(Beginning of RECORDS TO USE)

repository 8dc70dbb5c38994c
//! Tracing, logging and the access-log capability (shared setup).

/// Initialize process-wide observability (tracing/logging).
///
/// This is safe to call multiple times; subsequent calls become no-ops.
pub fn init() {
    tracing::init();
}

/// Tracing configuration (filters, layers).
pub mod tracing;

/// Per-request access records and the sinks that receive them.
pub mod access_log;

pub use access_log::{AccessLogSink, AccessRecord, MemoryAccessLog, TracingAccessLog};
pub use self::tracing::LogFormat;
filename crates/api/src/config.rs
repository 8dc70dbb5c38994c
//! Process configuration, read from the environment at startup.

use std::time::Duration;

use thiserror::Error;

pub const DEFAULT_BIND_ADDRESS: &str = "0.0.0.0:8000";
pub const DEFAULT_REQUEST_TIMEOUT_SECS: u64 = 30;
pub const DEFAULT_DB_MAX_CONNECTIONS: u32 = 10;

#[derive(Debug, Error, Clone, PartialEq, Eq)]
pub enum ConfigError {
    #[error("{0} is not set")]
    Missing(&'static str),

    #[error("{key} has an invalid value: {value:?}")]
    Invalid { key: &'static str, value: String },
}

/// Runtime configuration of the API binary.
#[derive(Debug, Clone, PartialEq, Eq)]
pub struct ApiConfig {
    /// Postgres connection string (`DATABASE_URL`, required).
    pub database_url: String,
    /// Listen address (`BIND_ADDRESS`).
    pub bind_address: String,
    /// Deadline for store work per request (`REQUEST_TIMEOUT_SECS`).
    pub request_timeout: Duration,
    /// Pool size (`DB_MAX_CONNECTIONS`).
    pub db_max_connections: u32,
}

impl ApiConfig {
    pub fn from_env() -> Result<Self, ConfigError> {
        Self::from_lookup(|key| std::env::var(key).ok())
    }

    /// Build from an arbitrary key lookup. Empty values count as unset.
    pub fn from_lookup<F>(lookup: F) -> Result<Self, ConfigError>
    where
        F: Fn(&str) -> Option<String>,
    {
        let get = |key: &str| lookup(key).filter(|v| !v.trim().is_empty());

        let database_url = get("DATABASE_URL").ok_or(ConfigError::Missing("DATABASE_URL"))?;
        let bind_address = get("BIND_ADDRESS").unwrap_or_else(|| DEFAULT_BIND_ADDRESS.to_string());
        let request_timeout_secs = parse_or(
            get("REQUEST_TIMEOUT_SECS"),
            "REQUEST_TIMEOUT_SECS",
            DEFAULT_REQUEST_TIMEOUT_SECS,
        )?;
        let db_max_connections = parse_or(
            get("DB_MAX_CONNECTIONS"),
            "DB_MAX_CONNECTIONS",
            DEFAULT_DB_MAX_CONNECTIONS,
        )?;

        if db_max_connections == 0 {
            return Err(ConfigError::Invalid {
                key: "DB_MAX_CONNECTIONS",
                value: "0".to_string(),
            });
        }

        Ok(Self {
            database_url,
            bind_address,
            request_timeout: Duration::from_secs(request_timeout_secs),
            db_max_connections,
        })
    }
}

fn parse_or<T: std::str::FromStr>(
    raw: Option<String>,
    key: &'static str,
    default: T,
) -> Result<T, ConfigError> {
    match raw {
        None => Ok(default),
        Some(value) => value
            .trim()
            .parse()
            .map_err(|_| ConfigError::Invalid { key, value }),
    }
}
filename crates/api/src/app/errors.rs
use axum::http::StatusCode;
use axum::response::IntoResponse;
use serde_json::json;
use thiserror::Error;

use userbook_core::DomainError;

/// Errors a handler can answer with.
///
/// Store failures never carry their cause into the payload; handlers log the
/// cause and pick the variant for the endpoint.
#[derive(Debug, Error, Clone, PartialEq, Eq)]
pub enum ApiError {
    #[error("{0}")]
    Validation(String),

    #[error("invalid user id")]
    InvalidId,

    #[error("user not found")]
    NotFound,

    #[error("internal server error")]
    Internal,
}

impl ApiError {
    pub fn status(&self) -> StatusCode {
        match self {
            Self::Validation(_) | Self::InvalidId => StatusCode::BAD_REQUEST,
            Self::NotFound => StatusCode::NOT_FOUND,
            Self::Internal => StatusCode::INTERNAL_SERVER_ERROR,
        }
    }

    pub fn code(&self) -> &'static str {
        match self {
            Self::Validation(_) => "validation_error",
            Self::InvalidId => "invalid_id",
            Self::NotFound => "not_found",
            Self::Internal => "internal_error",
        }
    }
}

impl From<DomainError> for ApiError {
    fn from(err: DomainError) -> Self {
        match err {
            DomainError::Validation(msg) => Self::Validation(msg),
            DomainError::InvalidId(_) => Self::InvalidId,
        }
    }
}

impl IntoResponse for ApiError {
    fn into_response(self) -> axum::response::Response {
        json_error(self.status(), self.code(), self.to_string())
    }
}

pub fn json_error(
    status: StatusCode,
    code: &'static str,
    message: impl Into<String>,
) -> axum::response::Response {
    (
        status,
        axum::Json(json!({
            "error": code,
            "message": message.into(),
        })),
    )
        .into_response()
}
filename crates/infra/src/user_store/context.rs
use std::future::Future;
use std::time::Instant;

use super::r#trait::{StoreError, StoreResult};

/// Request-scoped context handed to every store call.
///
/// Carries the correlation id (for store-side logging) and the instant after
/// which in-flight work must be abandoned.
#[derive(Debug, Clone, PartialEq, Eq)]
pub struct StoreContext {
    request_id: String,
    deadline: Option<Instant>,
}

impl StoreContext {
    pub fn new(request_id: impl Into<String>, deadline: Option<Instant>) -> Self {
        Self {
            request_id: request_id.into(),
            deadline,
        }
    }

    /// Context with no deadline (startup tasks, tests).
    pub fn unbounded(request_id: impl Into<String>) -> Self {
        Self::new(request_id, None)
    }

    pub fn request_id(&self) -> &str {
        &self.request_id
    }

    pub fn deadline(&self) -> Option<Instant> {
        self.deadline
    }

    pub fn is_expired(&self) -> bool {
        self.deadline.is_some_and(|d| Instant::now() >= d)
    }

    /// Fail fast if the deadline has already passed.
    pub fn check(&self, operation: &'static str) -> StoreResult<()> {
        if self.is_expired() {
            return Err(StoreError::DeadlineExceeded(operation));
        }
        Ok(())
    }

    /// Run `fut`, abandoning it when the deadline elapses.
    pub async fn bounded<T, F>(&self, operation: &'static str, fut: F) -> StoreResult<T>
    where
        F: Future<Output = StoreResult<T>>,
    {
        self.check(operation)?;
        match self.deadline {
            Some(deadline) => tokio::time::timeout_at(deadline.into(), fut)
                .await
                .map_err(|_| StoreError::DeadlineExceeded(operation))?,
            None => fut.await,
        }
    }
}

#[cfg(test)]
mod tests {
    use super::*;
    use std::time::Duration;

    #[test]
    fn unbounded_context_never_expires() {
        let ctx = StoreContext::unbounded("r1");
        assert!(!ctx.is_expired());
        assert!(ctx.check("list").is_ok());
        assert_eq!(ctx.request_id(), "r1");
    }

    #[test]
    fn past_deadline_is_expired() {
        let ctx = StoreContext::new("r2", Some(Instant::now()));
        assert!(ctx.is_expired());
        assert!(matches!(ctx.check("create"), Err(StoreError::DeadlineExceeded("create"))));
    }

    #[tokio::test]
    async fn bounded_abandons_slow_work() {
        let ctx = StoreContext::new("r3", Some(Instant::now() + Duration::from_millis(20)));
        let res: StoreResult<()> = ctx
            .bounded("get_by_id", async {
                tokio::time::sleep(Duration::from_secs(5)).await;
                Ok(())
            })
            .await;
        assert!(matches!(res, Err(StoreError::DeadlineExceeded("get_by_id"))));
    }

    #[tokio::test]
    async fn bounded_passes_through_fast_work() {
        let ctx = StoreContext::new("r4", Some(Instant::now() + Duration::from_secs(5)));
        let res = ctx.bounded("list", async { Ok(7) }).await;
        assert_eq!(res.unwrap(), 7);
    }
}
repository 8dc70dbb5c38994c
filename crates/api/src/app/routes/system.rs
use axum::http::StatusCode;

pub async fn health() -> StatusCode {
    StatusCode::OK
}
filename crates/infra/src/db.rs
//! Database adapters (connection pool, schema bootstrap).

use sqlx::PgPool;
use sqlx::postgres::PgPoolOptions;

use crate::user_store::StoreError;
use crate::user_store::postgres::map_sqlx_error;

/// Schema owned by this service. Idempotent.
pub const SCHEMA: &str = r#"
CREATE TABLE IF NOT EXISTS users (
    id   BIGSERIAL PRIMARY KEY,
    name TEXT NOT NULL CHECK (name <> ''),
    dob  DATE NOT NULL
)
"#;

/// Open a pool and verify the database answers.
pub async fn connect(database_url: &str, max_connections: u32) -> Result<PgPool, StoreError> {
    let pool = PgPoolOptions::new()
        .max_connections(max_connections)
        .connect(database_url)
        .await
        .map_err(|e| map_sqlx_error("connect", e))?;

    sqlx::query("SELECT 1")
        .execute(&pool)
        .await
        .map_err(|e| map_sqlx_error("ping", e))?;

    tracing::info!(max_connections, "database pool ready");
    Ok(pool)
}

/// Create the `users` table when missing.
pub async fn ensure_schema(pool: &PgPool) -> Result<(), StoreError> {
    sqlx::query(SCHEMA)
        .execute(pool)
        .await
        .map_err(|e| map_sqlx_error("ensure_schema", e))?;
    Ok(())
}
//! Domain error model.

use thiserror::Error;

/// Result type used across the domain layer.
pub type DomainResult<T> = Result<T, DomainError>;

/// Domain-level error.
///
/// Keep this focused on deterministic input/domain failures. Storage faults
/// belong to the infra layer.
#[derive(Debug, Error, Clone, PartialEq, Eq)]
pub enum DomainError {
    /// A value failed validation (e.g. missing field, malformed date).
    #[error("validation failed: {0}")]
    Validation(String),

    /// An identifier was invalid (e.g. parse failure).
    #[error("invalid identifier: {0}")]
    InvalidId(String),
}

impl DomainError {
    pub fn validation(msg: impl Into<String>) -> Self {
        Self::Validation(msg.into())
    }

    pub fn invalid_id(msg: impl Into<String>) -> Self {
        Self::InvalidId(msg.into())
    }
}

(End of RECORDS TO USE)

PROBLEM REQUIREMENTS:
For each line of the material that includes the word "tokio", make a copy.

FINISHED EXERCISE:
            Some(deadline) => tokio::time::timeout_at(deadline.into(), fut)
    #[tokio::test]
                tokio::time::sleep(Duration::from_secs(5)).await;
    #[tokio::test]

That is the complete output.